Work order |
Where "LedgerSource" occurs in a line of the entries below, copy that line.
● ● ● ● ●
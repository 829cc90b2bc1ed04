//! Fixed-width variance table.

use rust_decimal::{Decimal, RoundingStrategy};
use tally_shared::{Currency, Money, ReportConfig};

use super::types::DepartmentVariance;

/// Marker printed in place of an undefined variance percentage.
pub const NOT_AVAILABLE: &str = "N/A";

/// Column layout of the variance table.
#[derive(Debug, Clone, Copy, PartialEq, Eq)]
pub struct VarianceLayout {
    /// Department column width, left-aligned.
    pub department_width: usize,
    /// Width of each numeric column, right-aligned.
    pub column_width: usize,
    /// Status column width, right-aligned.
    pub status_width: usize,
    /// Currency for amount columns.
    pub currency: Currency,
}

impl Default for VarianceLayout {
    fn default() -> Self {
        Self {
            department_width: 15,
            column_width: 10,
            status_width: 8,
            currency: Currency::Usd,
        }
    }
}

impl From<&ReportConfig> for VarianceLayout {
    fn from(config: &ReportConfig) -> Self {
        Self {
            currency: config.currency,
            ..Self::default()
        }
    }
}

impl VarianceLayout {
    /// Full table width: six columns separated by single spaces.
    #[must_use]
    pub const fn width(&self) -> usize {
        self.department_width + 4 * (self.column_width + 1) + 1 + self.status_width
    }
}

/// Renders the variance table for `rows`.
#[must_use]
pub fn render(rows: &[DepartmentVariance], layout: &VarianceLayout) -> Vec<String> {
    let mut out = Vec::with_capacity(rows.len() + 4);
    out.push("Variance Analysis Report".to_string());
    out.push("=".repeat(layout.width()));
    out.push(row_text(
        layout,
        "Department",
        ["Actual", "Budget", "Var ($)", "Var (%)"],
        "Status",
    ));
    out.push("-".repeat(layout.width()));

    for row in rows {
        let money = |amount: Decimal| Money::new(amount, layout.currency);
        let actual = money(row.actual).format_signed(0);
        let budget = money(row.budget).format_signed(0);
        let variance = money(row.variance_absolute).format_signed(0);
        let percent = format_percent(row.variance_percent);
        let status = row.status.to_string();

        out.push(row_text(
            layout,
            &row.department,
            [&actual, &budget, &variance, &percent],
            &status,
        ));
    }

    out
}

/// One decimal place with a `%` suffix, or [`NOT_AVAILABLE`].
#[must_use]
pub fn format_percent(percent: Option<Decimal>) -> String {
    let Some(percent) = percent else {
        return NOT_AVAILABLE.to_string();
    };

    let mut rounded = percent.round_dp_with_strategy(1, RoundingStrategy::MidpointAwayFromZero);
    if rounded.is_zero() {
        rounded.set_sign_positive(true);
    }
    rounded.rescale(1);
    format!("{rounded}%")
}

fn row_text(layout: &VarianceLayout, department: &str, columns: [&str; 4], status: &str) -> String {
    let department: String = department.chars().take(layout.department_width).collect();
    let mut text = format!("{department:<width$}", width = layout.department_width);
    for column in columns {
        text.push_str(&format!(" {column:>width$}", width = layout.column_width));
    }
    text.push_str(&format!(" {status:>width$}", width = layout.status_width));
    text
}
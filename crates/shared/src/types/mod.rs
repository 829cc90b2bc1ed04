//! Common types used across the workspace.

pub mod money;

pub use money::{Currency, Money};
● ● ● ● ●
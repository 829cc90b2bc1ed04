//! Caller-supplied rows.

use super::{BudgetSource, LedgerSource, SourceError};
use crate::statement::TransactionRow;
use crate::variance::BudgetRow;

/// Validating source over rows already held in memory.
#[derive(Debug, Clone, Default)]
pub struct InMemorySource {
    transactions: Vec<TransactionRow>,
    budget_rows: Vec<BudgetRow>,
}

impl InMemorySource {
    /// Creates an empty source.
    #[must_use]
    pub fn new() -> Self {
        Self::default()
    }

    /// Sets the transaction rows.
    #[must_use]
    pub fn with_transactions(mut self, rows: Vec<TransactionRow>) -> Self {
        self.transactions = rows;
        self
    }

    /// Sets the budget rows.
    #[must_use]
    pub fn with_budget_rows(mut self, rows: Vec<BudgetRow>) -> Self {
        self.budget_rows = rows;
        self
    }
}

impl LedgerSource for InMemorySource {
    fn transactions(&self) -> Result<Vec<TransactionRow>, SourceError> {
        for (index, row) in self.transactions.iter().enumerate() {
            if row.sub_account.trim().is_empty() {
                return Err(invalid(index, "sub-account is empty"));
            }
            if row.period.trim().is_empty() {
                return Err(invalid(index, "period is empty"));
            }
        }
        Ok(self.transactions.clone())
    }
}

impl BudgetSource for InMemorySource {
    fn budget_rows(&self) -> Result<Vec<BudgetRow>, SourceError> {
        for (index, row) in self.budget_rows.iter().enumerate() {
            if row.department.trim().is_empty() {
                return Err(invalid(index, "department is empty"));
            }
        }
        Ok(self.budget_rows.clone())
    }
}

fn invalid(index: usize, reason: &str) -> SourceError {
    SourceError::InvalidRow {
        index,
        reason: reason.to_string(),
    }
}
● ● ● ● ●
Exercise answer |
use super::{BudgetSource, LedgerSource, SourceError};
impl LedgerSource for InMemorySource {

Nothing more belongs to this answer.